What is being asked: For the word "HarvestContext", count the lines of the records that hold it, and give only that number.

Provided data:

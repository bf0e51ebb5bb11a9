// src/services/harvester.rs

//! Harvest pass orchestration.
//!
//! One pass walks the listing page, computes fingerprints, gates
//! duplicates, enriches accepted entries with detail-page descriptions,
//! and commits the batch to the store. Entry-level failures are contained
//! within the pass; only a listing fetch or page-level parse failure
//! aborts it.

use std::sync::Arc;

use chrono::NaiveDateTime;
use futures::stream::{self, StreamExt};
use scraper::Html;

use crate::error::Result;
use crate::models::{Config, HarvestConfig, Record};
use crate::services::{DuplicateGate, MetadataExtractor, RateLimitedFetcher};
use crate::storage::RecordStore;
use crate::utils::{normalize_whitespace, parse_selector, resolve_url};

/// Summary of one harvest pass.
#[derive(Debug, Default)]
pub struct HarvestOutcome {
    /// Listing entries seen
    pub entries: usize,
    /// Entries skipped because a cell failed to parse
    pub parse_failures: usize,
    /// Entries skipped by the duplicate gate
    pub duplicates: usize,
    /// Accepted entries whose description enrichment failed
    pub enrich_failures: usize,
    /// Records newly written to the store
    pub committed: usize,
    /// Accepted records the store rejected
    pub commit_failures: usize,
}

/// Service running harvest passes against the configured listing page.
pub struct Harvester {
    config: Arc<Config>,
    fetcher: Arc<RateLimitedFetcher>,
    extractor: MetadataExtractor,
    gate: DuplicateGate,
    store: Arc<dyn RecordStore>,
}

impl Harvester {
    /// Create a new harvester.
    pub fn new(
        config: Arc<Config>,
        fetcher: Arc<RateLimitedFetcher>,
        store: Arc<dyn RecordStore>,
    ) -> Self {
        Self {
            config,
            extractor: MetadataExtractor::new(Arc::clone(&fetcher)),
            gate: DuplicateGate::new(Arc::clone(&store)),
            fetcher,
            store,
        }
    }

    /// Run one complete fetch-parse-gate-enrich-commit cycle.
    pub async fn run_pass(&self) -> Result<HarvestOutcome> {
        let listing_url = &self.config.harvest.listing_url;
        log::info!("Visiting {}", listing_url);

        let html = self.fetcher.fetch(listing_url).await?;
        let (candidates, parse_failures) = parse_listing(&html, &self.config.harvest)?;

        let mut outcome = HarvestOutcome {
            entries: candidates.len() + parse_failures,
            parse_failures,
            ..HarvestOutcome::default()
        };

        // Gate sequentially so every check observes earlier acceptances.
        let mut batch: Vec<Record> = Vec::new();
        for candidate in candidates {
            if self.gate.is_duplicate(&candidate, &batch).await {
                outcome.duplicates += 1;
                continue;
            }
            batch.push(candidate);
        }

        // Enrich accepted entries, preserving listing order.
        let concurrency = self.config.harvest.max_concurrent.max(1);
        let enriched: Vec<(Record, bool)> = stream::iter(batch)
            .map(|record| self.enrich(record))
            .buffered(concurrency)
            .collect()
            .await;

        for (record, failed) in &enriched {
            if *failed {
                outcome.enrich_failures += 1;
                log::warn!("No description extracted for {}", record.link);
            }
        }

        for (record, _) in enriched {
            match self.store.insert(&record).await {
                Ok(()) => outcome.committed += 1,
                Err(e) if e.is_unique_violation() => {
                    outcome.commit_failures += 1;
                    log::warn!(
                        "Record {} lost the insert race, dropping: {}",
                        record.fingerprint,
                        e
                    );
                }
                Err(e) => {
                    outcome.commit_failures += 1;
                    log::warn!("Failed to store record {}: {}", record.fingerprint, e);
                }
            }
        }

        Ok(outcome)
    }

    /// Fill the record description from the detail page's meta tags.
    ///
    /// Extraction failure keeps the record with its placeholder description;
    /// the returned flag reports whether enrichment failed.
    async fn enrich(&self, mut record: Record) -> (Record, bool) {
        match self.extractor.extract(&record.link).await {
            Ok(tags) => {
                if let Some(tag) = tags.into_iter().find(|t| t.name == "description") {
                    record.description = tag.content;
                }
                (record, false)
            }
            Err(e) => {
                log::warn!("Error extracting meta tags for {}: {}", record.link, e);
                (record, true)
            }
        }
    }
}

/// Parse the listing page into candidate records.
///
/// Returns the candidates in listing order together with the number of
/// entries skipped over malformed cells. Selector or base URL problems are
/// page-level errors and abort the pass.
fn parse_listing(html: &str, config: &HarvestConfig) -> Result<(Vec<Record>, usize)> {
    let document = Html::parse_document(html);
    let row_sel = parse_selector(&config.selectors.row_selector)?;
    let date_sel = parse_selector(&config.selectors.date_selector)?;
    let title_sel = parse_selector(&config.selectors.title_selector)?;
    let category_sel = parse_selector(&config.selectors.category_selector)?;
    let base_url = url::Url::parse(&config.base_url)?;

    let mut candidates = Vec::new();
    let mut failures = 0;

    for row in document.select(&row_sel) {
        let raw_date = row
            .select(&date_sel)
            .next()
            .map(|el| el.text().collect::<String>())
            .unwrap_or_default();
        let raw_date = normalize_whitespace(&raw_date);

        let occurred_at = match NaiveDateTime::parse_from_str(&raw_date, &config.date_format) {
            Ok(dt) => dt.and_utc().timestamp(),
            Err(e) => {
                failures += 1;
                log::warn!("Error parsing date '{}': {}", raw_date, e);
                continue;
            }
        };

        let Some(title_elem) = row.select(&title_sel).next() else {
            failures += 1;
            log::warn!("Listing entry without a title element, skipping");
            continue;
        };
        let title = normalize_whitespace(&title_elem.text().collect::<String>());
        if title.is_empty() {
            failures += 1;
            continue;
        }

        let raw_link = title_elem
            .value()
            .attr(&config.selectors.link_attr)
            .unwrap_or("");
        let link = resolve_url(&base_url, raw_link);

        let raw_location = row
            .select(&category_sel)
            .next()
            .map(|el| el.text().collect::<String>())
            .unwrap_or_default();
        let raw_location = normalize_whitespace(&raw_location);
        let location = raw_location
            .strip_prefix(config.location_prefix.trim_end())
            .map(|s| s.trim_start().to_string())
            .unwrap_or(raw_location);

        candidates.push(Record::new(title, link, location, occurred_at));
    }

    Ok((candidates, failures))
}
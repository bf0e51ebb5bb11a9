//! Meta tag value extracted from a detail page.

/// A name/content pair from a page's `<meta>` elements.
///
/// The name comes from the `name` attribute, falling back to `property`
/// for Open Graph style tags. Consumed once to fill a record description.
#[derive(Debug, Clone, PartialEq, Eq)]
pub struct MetaTag {
    pub name: String,
    pub content: String,
}
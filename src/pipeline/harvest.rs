// src/pipeline/harvest.rs

//! Harvest pass pipeline.
//!
//! Wraps one harvester pass with pruning and the feed refresh decision:
//! the feed is rebuilt whenever the record set changed, either because the
//! pass committed new records or because pruning removed old ones.

use std::sync::Arc;

use chrono::Utc;

use crate::error::Result;
use crate::feed::FeedMaterializer;
use crate::models::Config;
use crate::services::{Harvester, RateLimitedFetcher};
use crate::storage::RecordStore;

/// Everything one pass needs, bundled for the scheduler.
pub struct HarvestContext {
    config: Arc<Config>,
    store: Arc<dyn RecordStore>,
    harvester: Harvester,
    materializer: Arc<FeedMaterializer>,
}

impl HarvestContext {
    /// Assemble the pass context.
    pub fn new(
        config: Arc<Config>,
        fetcher: Arc<RateLimitedFetcher>,
        store: Arc<dyn RecordStore>,
        materializer: Arc<FeedMaterializer>,
    ) -> Self {
        let harvester = Harvester::new(Arc::clone(&config), fetcher, Arc::clone(&store));
        Self {
            config,
            store,
            harvester,
            materializer,
        }
    }
}

/// Run one harvest pass, prune expired records, and refresh the feed if
/// the record set changed.
pub async fn run_pass(ctx: &HarvestContext) -> Result<()> {
    let outcome = ctx.harvester.run_pass().await?;

    log::info!(
        "Pass complete: {} entries, {} new, {} duplicates, {} parse failures, {} enrich failures, {} commit failures",
        outcome.entries,
        outcome.committed,
        outcome.duplicates,
        outcome.parse_failures,
        outcome.enrich_failures,
        outcome.commit_failures
    );

    let pruned = prune(ctx).await;

    if outcome.committed > 0 || pruned > 0 {
        let records = ctx.store.list_all().await?;
        ctx.materializer.rebuild(&records).await?;
        log::info!("Feed rebuilt with {} records", records.len());
    }

    Ok(())
}

/// Delete records older than the retention horizon. Failures are logged
/// and reported as zero deletions; the pass goes on.
async fn prune(ctx: &HarvestContext) -> u64 {
    let cutoff = Utc::now().timestamp() - ctx.config.store.retention_secs();
    match ctx.store.delete_older_than(cutoff).await {
        Ok(0) => 0,
        Ok(count) => {
            log::info!("Pruned {} expired records", count);
            count
        }
        Err(e) => {
            log::warn!("Pruning failed: {}", e);
            0
        }
    }
}
//! Error types for joke fetching

use std::fmt;
use thiserror::Error;

/// Which JSON document failed to decode
#[derive(Debug, Clone, Copy, PartialEq, Eq)]
pub enum DecodeStage {
    /// Single joke returned by the root endpoint
    Joke,
    /// Outer search envelope
    Envelope,
    /// Nested `results` array inside the envelope
    Results,
}

impl fmt::Display for DecodeStage {
    fn fmt(&self, f: &mut fmt::Formatter<'_>) -> fmt::Result {
        let name = match self {
            DecodeStage::Joke => "joke",
            DecodeStage::Envelope => "search envelope",
            DecodeStage::Results => "search results",
        };
        f.write_str(name)
    }
}

/// Errors from building, sending, or decoding a joke request
#[derive(Error, Debug)]
pub enum JokeError {
    /// Invalid URL or request that could not be built
    #[error("Failed to create a request for joke: {0}")]
    RequestConstruction(String),

    /// Connection failure, timeout, TLS error
    #[error("Request to get joke failed: {0}")]
    Transport(#[source] reqwest::Error),

    /// Response arrived but the body could not be read
    #[error("Failed to read response body: {0}")]
    BodyRead(#[source] reqwest::Error),

    /// Body was not the expected JSON
    #[error("Failed to decode {stage}: {source}")]
    Decode {
        stage: DecodeStage,
        #[source]
        source: serde_json::Error,
    },
}

impl JokeError {
    pub(crate) fn decode(stage: DecodeStage, source: serde_json::Error) -> Self {
        JokeError::Decode { stage, source }
    }

    /// Decode stage, if this is a decode failure
    pub fn decode_stage(&self) -> Option<DecodeStage> {
        match self {
            JokeError::Decode { stage, .. } => Some(*stage),
            _ => None,
        }
    }
}

/// Result type alias for joke operations
pub type Result<T> = std::result::Result<T, JokeError>;
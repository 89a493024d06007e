use clap::{Parser, Subcommand};

#[derive(Parser, Debug)]
#[command(name = "dadjoke")]
#[command(about = "Get the best dad jokes right in your terminal", version)]
pub struct Cli {
    #[command(subcommand)]
    pub command: Commands,
}

#[derive(Subcommand, Debug, PartialEq, Eq)]
pub enum Commands {
    /// Gets a random dad joke
    #[command(long_about = "Fetches a random joke from the icanhazdadjoke API")]
    Random {
        /// Search for dad jokes related to given term
        #[arg(long, default_value = "")]
        term: String,
    },
}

Exercise result: 4